Mais pas seulement...
Les orientations du développement politique et économie de Berlin, en tant que grande puissance montante, est de plus en plus clairement un problème majeur pour l'Union.
L'Allemagne fait de plus en plus cavalier seul, à l'ordolibéralisme tourné surtout vers l'Est, la Chine, les marchés émergents. Elle préside, contre ses propres intérêts à long terme, à la reconstitution d'une l'Europe des puissances où les règles bruxelloises ne sembleront plus qu'un souvenir.
L'axe franco-allemand a vécu.. Le modèle allemand est encore évoqué dans certaines sphères médiatiques, mais avec de moins en moins de conviction.
Certains penseurs d'Outre-Rhin avaient déjà tiré la sonnette d'alarme depuis une dizaine d'années, comme Hans Peter Martin ou l'ex-chancelier Smidt
La conquête de l'Europe centrale, son Hinterland, de sa main d'oeuvre abondante et bon marché, a été un puissant moyen de réduction des salaires donc des coûts de production. Les lois Haartz on fait le reste.

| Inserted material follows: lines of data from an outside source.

//! # BN Node
//!
//! Runs business network membership flows from the command line and prints
//! one JSON report per party.
//!
//! ```text
//! bn-node --config bn-node.example.toml activate "O=PartyA,L=London,C=GB"
//! bn-node --config bn-node.example.toml demo --metrics
//! ```

use std::path::PathBuf;

use anyhow::{Context, Result};
use clap::{Parser, Subcommand};
use tracing::info;

use bn_node::{FlowReport, MembershipNode, NodeAction, NodeConfig};
use bn_telemetry::{encode_metrics, init_logging, log_event, TelemetryConfig};

/// BN Node: business network membership management
#[derive(Parser, Debug)]
#[command(name = "bn-node")]
#[command(about = "Activate, suspend and inspect business network memberships")]
struct Args {
    /// TOML configuration file (falls back to BN_CONFIG)
    #[arg(short, long)]
    config: Option<PathBuf>,

    /// Print Prometheus metrics after the command
    #[arg(short, long)]
    metrics: bool,

    #[command(subcommand)]
    command: Command,
}

#[derive(Subcommand, Debug)]
enum Command {
    /// Activate the memberships of the named parties
    Activate { parties: Vec<String> },
    /// Suspend the memberships of the named parties
    Suspend { parties: Vec<String> },
    /// Show current memberships (all seeded parties when none are named)
    Status { parties: Vec<String> },
    /// Activate every seeded membership twice, then suspend the first
    Demo,
}

#[tokio::main]
async fn main() -> Result<()> {
    let args = Args::parse();

    let telemetry = TelemetryConfig::from_env();
    init_logging(&telemetry).context("failed to initialise logging")?;

    let config =
        NodeConfig::from_env(args.config.as_deref()).context("failed to load configuration")?;
    log_event!(
        info,
        "bn-node",
        "Configuration loaded",
        node = %config.node.name,
        members = config.memberships.len()
    );
    let node = MembershipNode::new(&config).context("failed to start membership node")?;
    let everyone: Vec<String> = node.members().iter().map(|p| p.name.clone()).collect();

    let or_everyone = |names: Vec<String>| {
        if names.is_empty() {
            everyone.clone()
        } else {
            names
        }
    };

    let reports = match args.command {
        Command::Activate { parties } => node.run(NodeAction::Activate, &parties).await?,
        Command::Suspend { parties } => node.run(NodeAction::Suspend, &parties).await?,
        Command::Status { parties } => {
            node.run(NodeAction::Status, &or_everyone(parties)).await?
        }
        Command::Demo => demo(&node, &everyone).await?,
    };

    println!("{}", serde_json::to_string_pretty(&reports)?);

    if args.metrics {
        print!("{}", encode_metrics().context("failed to encode metrics")?);
    }
    Ok(())
}

async fn demo(node: &MembershipNode, everyone: &[String]) -> Result<Vec<FlowReport>> {
    info!(members = everyone.len(), "🚀 [bn-node] Running demo");
    let mut reports = node.run(NodeAction::Activate, everyone).await?;
    // Second pass must be a no-op for every party
    reports.extend(node.run(NodeAction::Activate, everyone).await?);
    if let Some(first) = everyone.first() {
        reports.extend(node.run(NodeAction::Suspend, &[first.clone()]).await?);
    }
    reports.extend(node.run(NodeAction::Status, everyone).await?);
    Ok(reports)
}
//! # Membership Flows over the Shared Bus
//!
//! Runs the membership service against the in-memory ledger with progress
//! published through `EventBusProgressSink`, and checks what subscribers
//! observe.
//!
//! ```text
//! MembershipService ──step/failed/committed──→ EventBusProgressSink ──→ InMemoryEventBus
//!        │                                                                   │
//!        └──finalize──→ InMemoryLedger                          Subscription (per flow / topic)
//! ```

#[cfg(test)]
mod tests {
    use std::sync::Arc;
    use std::time::Duration;

    use bn_membership::adapters::{
        EventBusProgressSink, InMemoryLedger, LocalIdentity, StaticNetworkConfig,
    };
    use bn_membership::domain::{TransactionBuilder, TransactionSignature};
    use bn_membership::ports::outbound::{FinalityGateway, TransactionSigner};
    use bn_membership::{
        Command, CommitError, FlowRequest, MembershipApi, MembershipConfig,
        MembershipDependencies, MembershipError, MembershipMetadata, MembershipService,
        SignedTransaction, StateAndRef,
    };
    use chrono::Utc;
    use shared_bus::{BusEvent, EventFilter, EventSubscriber, EventTopic, InMemoryEventBus};
    use shared_crypto::Ed25519KeyPair;
    use shared_types::{Party, ProgressStep, Signature};
    use tokio::time::timeout;
    use tokio_stream::StreamExt;
    use uuid::Uuid;

    // =============================================================================
    // TEST FIXTURES
    // =============================================================================

    struct Network {
        bus: Arc<InMemoryEventBus>,
        ledger: Arc<InMemoryLedger>,
        identity: Arc<LocalIdentity>,
    }

    fn notary() -> Party {
        Party::new("O=Notary,L=Zurich,C=CH", [5u8; 32]).unwrap()
    }

    fn member(name: &str, key: u8) -> Party {
        Party::new(name, [key; 32]).unwrap()
    }

    impl Network {
        fn new() -> Self {
            let identity =
                LocalIdentity::new("O=BNO,L=New York,C=US", Ed25519KeyPair::from_seed([7u8; 32]))
                    .unwrap();
            Self {
                bus: Arc::new(InMemoryEventBus::new()),
                ledger: Arc::new(InMemoryLedger::new(notary(), identity.party().clone())),
                identity: Arc::new(identity),
            }
        }

        fn service_run_by(&self, operator: Party) -> Arc<MembershipService> {
            Arc::new(MembershipService::new(MembershipDependencies {
                store: self.ledger.clone(),
                finality: self.ledger.clone(),
                signer: self.identity.clone(),
                identity: self.identity.clone(),
                network: Arc::new(StaticNetworkConfig::new(operator, notary())),
                progress: Arc::new(EventBusProgressSink::new(Arc::clone(&self.bus))),
                config: MembershipConfig::default(),
            }))
        }

        fn service(&self) -> Arc<MembershipService> {
            self.service_run_by(self.identity.party().clone())
        }

        fn onboard(&self, party: &Party) -> StateAndRef {
            self.ledger
                .issue_pending(party.clone(), MembershipMetadata::new(), Utc::now())
                .unwrap()
        }
    }

    fn progress_steps(events: &[BusEvent]) -> Vec<ProgressStep> {
        events
            .iter()
            .filter_map(|event| match event {
                BusEvent::FlowProgress { step, .. } => Some(*step),
                _ => None,
            })
            .collect()
    }

    // =============================================================================
    // PROGRESS EVENTS
    // =============================================================================

    #[tokio::test]
    async fn test_activation_progress_reaches_flow_subscriber() {
        let net = Network::new();
        let party = member("O=PartyA,L=London,C=GB", 1);
        net.onboard(&party);
        let service = net.service();

        let flow_id = Uuid::new_v4();
        let mut sub = net.bus.subscribe(EventFilter::flow(flow_id));
        let committed = service
            .execute(flow_id, FlowRequest::ActivateFor(party.clone()))
            .await
            .unwrap();

        assert_eq!(committed.flow_id, flow_id);
        assert_eq!(
            progress_steps(&sub.drain()),
            vec![
                ProgressStep::VerifyingOperator,
                ProgressStep::LookingForMembershipState,
                ProgressStep::ActivatingTheMembershipState,
                ProgressStep::Activating,
                ProgressStep::Activated,
            ]
        );
    }

    #[tokio::test]
    async fn test_committed_change_is_announced_with_transaction_id() {
        let net = Network::new();
        let party = member("O=PartyA,L=London,C=GB", 1);
        net.onboard(&party);
        let service = net.service();

        let mut changes = net
            .bus
            .event_stream(EventFilter::topics(vec![EventTopic::Membership]));
        let committed = service.activate_for(&party).await.unwrap();

        let event = timeout(Duration::from_secs(1), changes.next())
            .await
            .expect("announcement should arrive")
            .expect("bus should stay open");
        assert_eq!(
            event,
            BusEvent::MembershipActivated {
                party: party.clone(),
                transaction_id: committed.transaction_id().unwrap(),
            }
        );

        service.suspend_for(&party).await.unwrap();
        let event = timeout(Duration::from_secs(1), changes.next())
            .await
            .unwrap()
            .unwrap();
        assert!(matches!(event, BusEvent::MembershipSuspended { party: p, .. } if p == party));
    }

    #[tokio::test]
    async fn test_noop_activation_announces_nothing() {
        let net = Network::new();
        let party = member("O=PartyA,L=London,C=GB", 1);
        net.onboard(&party);
        let service = net.service();
        service.activate_for(&party).await.unwrap();

        let mut changes = net
            .bus
            .subscribe(EventFilter::topics(vec![EventTopic::Membership]));
        let flow_id = Uuid::new_v4();
        let mut progress = net.bus.subscribe(EventFilter::flow(flow_id));
        let again = service
            .execute(flow_id, FlowRequest::ActivateFor(party.clone()))
            .await
            .unwrap();

        assert!(again.is_unchanged());
        assert!(changes.drain().is_empty());
        assert_eq!(
            progress_steps(&progress.drain()).last(),
            Some(&ProgressStep::AlreadyActive)
        );
    }

    #[tokio::test]
    async fn test_rejected_caller_publishes_failure_at_guard() {
        let net = Network::new();
        let party = member("O=PartyA,L=London,C=GB", 1);
        net.onboard(&party);
        let service = net.service_run_by(member("O=OtherBNO,L=Paris,C=FR", 9));

        let flow_id = Uuid::new_v4();
        let mut sub = net.bus.subscribe(EventFilter::flow(flow_id));
        let err = service
            .execute(flow_id, FlowRequest::ActivateFor(party.clone()))
            .await
            .unwrap_err();

        assert!(matches!(err.kind(), MembershipError::NotAuthorized { .. }));
        let events = sub.drain();
        assert_eq!(progress_steps(&events), vec![ProgressStep::VerifyingOperator]);
        assert!(matches!(
            events.last(),
            Some(BusEvent::FlowFailed { step: ProgressStep::VerifyingOperator, .. })
        ));
        assert!(net.ledger.transactions().is_empty());
    }

    // =============================================================================
    // LEDGER LINEAGE
    // =============================================================================

    #[tokio::test]
    async fn test_lineage_is_chained_and_verifiable() {
        let net = Network::new();
        let party = member("O=PartyA,L=London,C=GB", 1);
        let issued = net.onboard(&party);
        let service = net.service();

        let activated = service.activate_for(&party).await.unwrap();
        let suspended = service.suspend_for(&party).await.unwrap();

        let history = net.ledger.history(&issued.state.linear_id);
        assert_eq!(history.len(), 3);
        assert_eq!(history[0], issued);
        assert_eq!(history[1], activated.record);
        assert_eq!(history[2], suspended.record);
        for pair in history.windows(2) {
            assert_eq!(pair[1].state.previous_version, Some(pair[0].reference));
            assert!(pair[1].state.modified >= pair[0].state.modified);
            assert_eq!(pair[1].state.issued, issued.state.issued);
        }

        for tx in net.ledger.transactions() {
            tx.verify_required_signatures().unwrap();
            assert_eq!(tx.tx.notary, notary());
        }
        let commands: Vec<Command> = net
            .ledger
            .transactions()
            .iter()
            .map(|tx| tx.tx.command)
            .collect();
        assert_eq!(commands, vec![Command::Activate, Command::Suspend]);
    }

    #[tokio::test]
    async fn test_suspended_member_cannot_be_reactivated() {
        let net = Network::new();
        let party = member("O=PartyA,L=London,C=GB", 1);
        net.onboard(&party);
        let service = net.service();
        service.suspend_for(&party).await.unwrap();

        let err = service.activate_for(&party).await.unwrap_err();
        assert!(matches!(err.kind(), MembershipError::InvalidTransition { .. }));
        assert_eq!(net.ledger.transactions().len(), 1);
    }

    #[tokio::test]
    async fn test_tampered_signature_is_rejected_by_ledger() {
        let net = Network::new();
        let party = member("O=PartyA,L=London,C=GB", 1);
        let issued = net.onboard(&party);

        let output = issued.state.supersede(
            issued.reference,
            bn_membership::MembershipStatus::Active,
            Utc::now(),
        );
        let mut builder = TransactionBuilder::new(notary());
        builder
            .add_input_state(&issued)
            .add_output_state(output)
            .add_command(Command::Activate, net.identity.party().owning_key);
        let wire = builder.to_wire_transaction().unwrap();
        let signature = net.identity.sign(&wire).await.unwrap();

        let mut bytes = signature.signature.0;
        bytes[0] ^= 0xff;
        let forged = SignedTransaction::new(
            wire,
            TransactionSignature {
                by: signature.by,
                signature: Signature(bytes),
            },
        );

        let err = net.ledger.finalize(forged).await.unwrap_err();
        assert!(matches!(err, CommitError::Rejected { .. }));
        assert!(net.ledger.transactions().is_empty());
        assert_eq!(
            net.ledger.history(&issued.state.linear_id),
            vec![issued.clone()]
        );
    }

    #[tokio::test]
    async fn test_node_posing_as_operator_cannot_commit() {
        let net = Network::new();
        let party = member("O=PartyA,L=London,C=GB", 1);
        let issued = net.onboard(&party);

        // A member node sharing the ledger, configured to trust itself
        let impostor = Arc::new(
            LocalIdentity::new("O=PartyB,L=Tokyo,C=JP", Ed25519KeyPair::from_seed([8u8; 32]))
                .unwrap(),
        );
        let service = MembershipService::new(MembershipDependencies {
            store: net.ledger.clone(),
            finality: net.ledger.clone(),
            signer: impostor.clone(),
            identity: impostor.clone(),
            network: Arc::new(StaticNetworkConfig::new(impostor.party().clone(), notary())),
            progress: Arc::new(EventBusProgressSink::new(Arc::clone(&net.bus))),
            config: MembershipConfig::default(),
        });

        let err = service.activate_for(&party).await.unwrap_err();
        assert!(matches!(err.commit_error(), Some(CommitError::Rejected { .. })));
        assert!(net.ledger.transactions().is_empty());
        assert_eq!(service.current_membership(&party).await.unwrap(), Some(issued));
    }

    // =============================================================================
    // CONCURRENCY
    // =============================================================================

    #[tokio::test(flavor = "multi_thread", worker_threads = 4)]
    async fn test_many_members_activate_in_parallel() {
        let net = Network::new();
        let parties: Vec<Party> = (1..=8u8)
            .map(|i| member(&format!("O=Party{i},L=London,C=GB"), i))
            .collect();
        for party in &parties {
            net.onboard(party);
        }
        let service = net.service();

        let handles: Vec<_> = parties
            .iter()
            .map(|party| service.spawn(Uuid::new_v4(), FlowRequest::ActivateFor(party.clone())))
            .collect();
        for handle in handles {
            let committed = handle.join().await.unwrap();
            assert!(committed.record.state.is_active());
        }

        assert_eq!(net.ledger.transactions().len(), parties.len());
        for party in &parties {
            let current = service.current_membership(party).await.unwrap().unwrap();
            assert!(current.state.is_active());
        }
    }

    #[tokio::test(flavor = "multi_thread", worker_threads = 4)]
    async fn test_racing_activations_of_one_member_commit_once() {
        let net = Network::new();
        let party = member("O=PartyA,L=London,C=GB", 1);
        net.onboard(&party);
        let service = net.service();

        let handles: Vec<_> = (0..6)
            .map(|_| service.spawn(Uuid::new_v4(), FlowRequest::ActivateFor(party.clone())))
            .collect();
        let mut committed = 0;
        for handle in handles {
            match handle.join().await {
                Ok(record) if !record.is_unchanged() => committed += 1,
                // Lost the race after the winner committed, or saw it already active
                Ok(_) => {}
                Err(bn_membership::FlowJoinError::Failed(err)) => {
                    assert!(matches!(err.commit_error(), Some(CommitError::Conflict { .. })));
                }
                Err(other) => panic!("unexpected flow error: {other}"),
            }
        }

        assert_eq!(committed, 1);
        assert_eq!(net.ledger.transactions().len(), 1);
    }
}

Angela bouscule l'Europe, mais avec des conséquences discutables sur les relations avec ses partenaires, bénéficiant de leurs faiblesses, mais aussi d'une monnaie qui sert bien ses intérêts. Avec le Brexit, l'Allemagne va dominer encore plus l'UE. Mais ce ne sera pas sans créer des problèmes encore inédits.

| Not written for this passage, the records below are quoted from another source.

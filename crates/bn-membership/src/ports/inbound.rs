//! Driving Ports (API - Inbound)

use crate::domain::{SignedTransaction, StateAndRef};
use crate::error::{ActivationError, MembershipResult};
use async_trait::async_trait;
use serde::{Deserialize, Serialize};
use shared_types::{FlowId, Hash, Party};

/// One unit of work the service can run.
#[derive(Clone, Debug, PartialEq, Eq, Serialize, Deserialize)]
pub enum FlowRequest {
    /// Look up the party's current membership and activate it.
    ActivateFor(Party),
    /// Activate exactly this version, which must still be current.
    SelfIssue(StateAndRef),
    /// Look up the party's current membership and suspend it.
    SuspendFor(Party),
}

/// Outcome of a successful flow run.
#[derive(Clone, Debug, PartialEq, Eq, Serialize, Deserialize)]
pub struct CommittedRecord {
    /// Current version after the flow.
    pub record: StateAndRef,
    /// Transaction that produced `record`; `None` when nothing was committed.
    pub transaction: Option<SignedTransaction>,
    pub flow_id: FlowId,
}

impl CommittedRecord {
    /// True when the flow was a no-op.
    pub fn is_unchanged(&self) -> bool {
        self.transaction.is_none()
    }

    pub fn transaction_id(&self) -> Option<Hash> {
        self.transaction.as_ref().map(SignedTransaction::id)
    }
}

/// Primary Membership API
///
/// This is the driving port for the Membership subsystem. Every operation
/// except `current_membership` is operator-only and reports its progress
/// under a fresh flow id.
#[async_trait]
pub trait MembershipApi: Send + Sync {
    /// Run `request` under a caller-chosen flow id.
    ///
    /// Subscribing to progress for `flow_id` before calling guarantees no
    /// step is missed.
    async fn execute(
        &self,
        flow_id: FlowId,
        request: FlowRequest,
    ) -> Result<CommittedRecord, ActivationError>;

    /// Activate the current membership of `party`.
    ///
    /// An already-active membership is returned unchanged, not as an error.
    async fn activate_for(&self, party: &Party) -> Result<CommittedRecord, ActivationError>;

    /// Activate a specific membership version.
    ///
    /// Fails with `StaleVersion` if `version` has been superseded.
    async fn self_issue(&self, version: StateAndRef) -> Result<CommittedRecord, ActivationError>;

    /// Suspend the current membership of `party`.
    async fn suspend_for(&self, party: &Party) -> Result<CommittedRecord, ActivationError>;

    /// Read-only lookup of the current version.
    async fn current_membership(&self, party: &Party) -> MembershipResult<Option<StateAndRef>>;
}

IL n'y a rien de "miraculeux" dans le développement de Berlin et son hégémonie de fait
, :
"« L'Europe allemande est maintenant sur le point de prévaloir sur
l'aspiration d'une Allemagne européenne. » [Romano Prodi, ex-président
de la Commission de Bruxelles]_"
Comme l'analyse Thomas Piketty, ce n'est pas par une productivité exceptionnelle que l'Allemagne développe comparativement spectaculairement son économie, mais pour d'autres raisons.
Pour résumer: la France et l’Allemagne ont des productivités voisines,
mais utilisent de façons très différentes leur haute productivité. A
chaque fois que la France produit 100 unités de biens et services elle
en consomme et en investit entre 101 et 102 unités sur son territoire
ces dernières années. A l’inverse, à chaque fois que l’Allemagne produit
100 unités, elle n’en consomme et investit que 92 unités. L’écart peut
sembler mince, mais dès lors qu’il se reproduit chaque année il engendre
des déséquilibres financiers et sociaux d’une ampleur considérable, qui
menacent aujourd’hui de faire exploser l’Europe.

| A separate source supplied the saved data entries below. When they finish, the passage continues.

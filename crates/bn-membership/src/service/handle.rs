//! Handles to spawned flow runs

use crate::error::ActivationError;
use crate::ports::inbound::CommittedRecord;
use shared_types::FlowId;
use thiserror::Error;
use tokio::task::JoinHandle;

/// Why a spawned flow produced no record.
#[derive(Debug, Error)]
pub enum FlowJoinError {
    /// The flow ran and failed.
    #[error("Flow failed: {0}")]
    Failed(#[from] ActivationError),

    /// The flow was aborted before completing.
    #[error("Flow cancelled")]
    Cancelled,

    /// The flow task panicked.
    #[error("Flow panicked: {0}")]
    Panicked(String),
}

/// A flow running on the tokio runtime.
#[derive(Debug)]
pub struct FlowHandle {
    flow_id: FlowId,
    join: JoinHandle<Result<CommittedRecord, ActivationError>>,
}

impl FlowHandle {
    pub(crate) fn new(
        flow_id: FlowId,
        join: JoinHandle<Result<CommittedRecord, ActivationError>>,
    ) -> Self {
        Self { flow_id, join }
    }

    pub fn flow_id(&self) -> FlowId {
        self.flow_id
    }

    /// Cancel the flow at its next suspension point.
    pub fn abort(&self) {
        self.join.abort();
    }

    pub fn is_finished(&self) -> bool {
        self.join.is_finished()
    }

    /// Wait for the flow to finish.
    pub async fn join(self) -> Result<CommittedRecord, FlowJoinError> {
        match self.join.await {
            Ok(result) => result.map_err(FlowJoinError::Failed),
            Err(err) if err.is_cancelled() => Err(FlowJoinError::Cancelled),
            Err(err) => Err(FlowJoinError::Panicked(err.to_string())),
        }
    }
}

Le pays n'a jamais remboursé ses dettes, lui qui a sur le sujet adopté une position de fer vis à vis des autres.
Non à l'Europe allemande, disait Ulrich Beck, récemment décédé, parlant de l’Allemagne comme d’un « empire accidentel ». « Il
n’y a pas de plan stratégique, pas d’intention d’occuper l’Europe, pas
de base militaire. La discussion sur un Quatrième Reich est donc
déplacée. Mais cet empire a une base économique »...Il n’est pas le seul à l’avoir utilisée. George Soros ou Martin Wolf du Financial Times ont eux aussi parlé d’un empire. Mais c’est un terme à la fois très chargé et flou...
Si l'on continue dans la direction prise en Europe ces cinq dernières
années, le risque est grand d’aller vers une Europe très différente du projet des Pères fondateurs. Comme le souligne le penseur allemand
Wolfgang Streeck [lire ici un entretien d’Antoine Perraud sur Mediapart],
nous risquons d’aller vers une Europe plus brutale, technocratique,
autoritaire, où la politique économique est de plus en plus isolée du
contrôle démocratique. D'ailleurs, même si l'on parvenait à une union
politique, rien ne dit qu’on pourrait changer les fondamentaux de la
politique économique. Quand Wolfgang Schäuble parle d’un pas
supplémentaire dans l’intégration, il parle en réalité d’une Europe qui
suivrait les règles allemandes...
L'ex-chancelier Schmidt avait depuis longtemps souligné les dérives possibles de son pays.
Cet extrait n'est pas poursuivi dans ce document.